# R.I.P. and Binky Free NYX



## TinysMom (Jun 10, 2012)

I really can't even type right now without falling apart....so I will simply state that Nyx passed away yesterday (Friday, June 8th).

I will write more later when I can do so - and share photos. 

I am sorry I can't do more though....if Dave and Karen have some of her pictures when she was young and with them...maybe they can share them...


----------



## Samara (Jun 10, 2012)

I'm so sorry Peg  I feel for you. My cat of 12 years passed away today, the 9th. This empty feeling is awful. So effing awful.


----------



## agnesthelion (Jun 10, 2012)

So sorry for your loss


----------



## ZRabbits (Jun 10, 2012)

My heartfelt condolences for your loss.

K


----------



## Luv My Bunnies (Jun 10, 2012)

I'm so sorry for your loss Binky free sweet bunny:innocent


----------



## Bunnylova4eva (Jun 10, 2012)

I'm so sorry to hear about your loss of sweet Nyx~Binky free sweetie~


----------



## SnowyShiloh (Jun 10, 2012)

Ugh, Peg, I am so sorry!!! When I saw the name Nyx in the title, I was hoping it was some other Nyx  So unfair to lose her and Zeus so close together.


----------



## I_heart_Fraggles (Jun 10, 2012)

Oh how sad....Binky free Nyx. :rip::hug:


----------



## cheryl (Jun 10, 2012)

Sorry for your loss..


----------



## Nancy McClelland (Jun 10, 2012)

We're so sorry for your loss--it's never easy. Rest in peace little one.:bunnyangel:


----------



## JimD (Jun 10, 2012)

Oh my....I can't believe that Nyx is gone.
Losing Zues was so sad....but to lose Nyx too. 

I'm so sorry 

Too many bunnies going to the Bridge.

Our prayers and thoughts are with you Peg.

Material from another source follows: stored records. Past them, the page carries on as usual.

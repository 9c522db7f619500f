//! SSH-2 packet objects
//!
//! [`PktOut`] is the outbound builder: a growable buffer opened with
//! five reserved bytes (4-byte length + 1-byte padding length) and the
//! type byte, filled in by the upper layer, and rewritten in place by
//! the output formatter into a complete wire frame. [`PktIn`] is a
//! decoded inbound packet handed to the consumer.

use tern_core::wire::{WireReader, WireWriter};

// SSH-2 message type codes (RFC 4253 §12)
pub const SSH_MSG_DISCONNECT: u8 = 1;
pub const SSH_MSG_IGNORE: u8 = 2;
pub const SSH_MSG_UNIMPLEMENTED: u8 = 3;
pub const SSH_MSG_DEBUG: u8 = 4;
pub const SSH_MSG_SERVICE_REQUEST: u8 = 5;
pub const SSH_MSG_SERVICE_ACCEPT: u8 = 6;
pub const SSH_MSG_KEXINIT: u8 = 20;
pub const SSH_MSG_NEWKEYS: u8 = 21;

/// Sentinel type code for a packet too short to carry a type byte.
/// Deliberately larger than any real u8 code; the engine answers such
/// packets with SSH_MSG_UNIMPLEMENTED.
pub const SSH_MSG_NO_TYPE_CODE: u16 = 0x100;

// Disconnect reason codes (RFC 4253 §11.1)
pub const SSH_DISCONNECT_PROTOCOL_ERROR: u32 = 2;
pub const SSH_DISCONNECT_BY_APPLICATION: u32 = 11;

/// A decoded inbound packet.
///
/// `ty` is u16 so it can carry [`SSH_MSG_NO_TYPE_CODE`]; every real
/// message code fits in the low byte. The payload is the cleartext
/// after the type byte.
#[derive(Debug)]
pub struct PktIn {
    pub ty: u16,
    pub sequence: u32,
    payload: Vec<u8>,
}

impl PktIn {
    pub(crate) fn new(ty: u16, sequence: u32, payload: Vec<u8>) -> Self {
        Self {
            ty,
            sequence,
            payload,
        }
    }

    pub fn payload(&self) -> &[u8] {
        &self.payload
    }

    /// Cursor over the payload.
    pub fn reader(&self) -> WireReader<'_> {
        WireReader::new(&self.payload)
    }
}

/// An outbound packet under construction.
#[derive(Debug)]
pub struct PktOut {
    pub ty: u8,
    /// End of the pre-payload header (length, padding length, type).
    pub prefix: usize,
    /// Minimum final wire size; the formatter pads the frame (via the
    /// compressor, or a preceding IGNORE message) to reach it.
    pub minlen: usize,
    /// Minimum padding, raising the formatter's floor of 4.
    pub forcepad: usize,
    data: WireWriter,
}

impl PktOut {
    pub fn new(ty: u8) -> Self {
        let mut data = WireWriter::new();
        data.put_zeroes(5);
        data.put_u8(ty);
        let prefix = data.len();
        Self {
            ty,
            prefix,
            minlen: 0,
            forcepad: 0,
            data,
        }
    }

    /// Current write cursor, counting the reserved header.
    pub fn len(&self) -> usize {
        self.data.len()
    }

    pub fn put_u8(&mut self, v: u8) {
        self.data.put_u8(v);
    }

    pub fn put_u32(&mut self, v: u32) {
        self.data.put_u32(v);
    }

    pub fn put_u64(&mut self, v: u64) {
        self.data.put_u64(v);
    }

    pub fn put_raw(&mut self, data: &[u8]) {
        self.data.put_raw(data);
    }

    pub fn put_string(&mut self, data: &[u8]) {
        self.data.put_string(data);
    }

    pub fn put_str(&mut self, s: &str) {
        self.data.put_str(s);
    }

    /// The payload written so far (everything after the type byte).
    pub fn payload(&self) -> &[u8] {
        &self.data.as_slice()[self.prefix..]
    }

    pub(crate) fn put_zeroes(&mut self, n: usize) {
        self.data.put_zeroes(n);
    }

    pub(crate) fn as_slice(&self) -> &[u8] {
        self.data.as_slice()
    }

    pub(crate) fn as_mut_slice(&mut self) -> &mut [u8] {
        self.data.as_mut_slice()
    }

    pub(crate) fn truncate(&mut self, len: usize) {
        self.data.truncate(len);
    }

    pub(crate) fn into_wire(self) -> bytes::Bytes {
        self.data.into_bytes()
    }
}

And to Nyx:...Binky free little one. We'll see you on the other side.

ray::rainbow:


----------



## Samara (Jun 10, 2012)

ray:


----------



## HEM (Jun 10, 2012)

We are very sorry to hear about your loss
Binky free sweetie


----------



## myheart (Jun 17, 2012)

Awe, Peg.... I'm so sorry to read about Nyx passing. I know she was such a bright light in your life, and Lord knows we all need those lights to help get through some tough times. I'm glad you had Nyx with you to give you the little lift you needed along the way. 

Binky Free at The Bridge Nyx. Your family will miss you so much!!! Visit their hearts sometime when they are thinking of you. :rainbow:

myheart


----------



## Sabine (Jul 1, 2012)

I am so sorry to hear about Nyx and Zeus passing. Binky free!


----------



## NorthernAutumn (Jul 1, 2012)

Sad to hear the news, Peg - I remember helping to choose her name. She was a very special gal :hug:


----------



## katherine at sacred stories (Jul 5, 2012)

So sorry for your loss. It hurts so much to loose a dear bunnie. Binkie Free in clover fields and sunlit meadows!!!


----------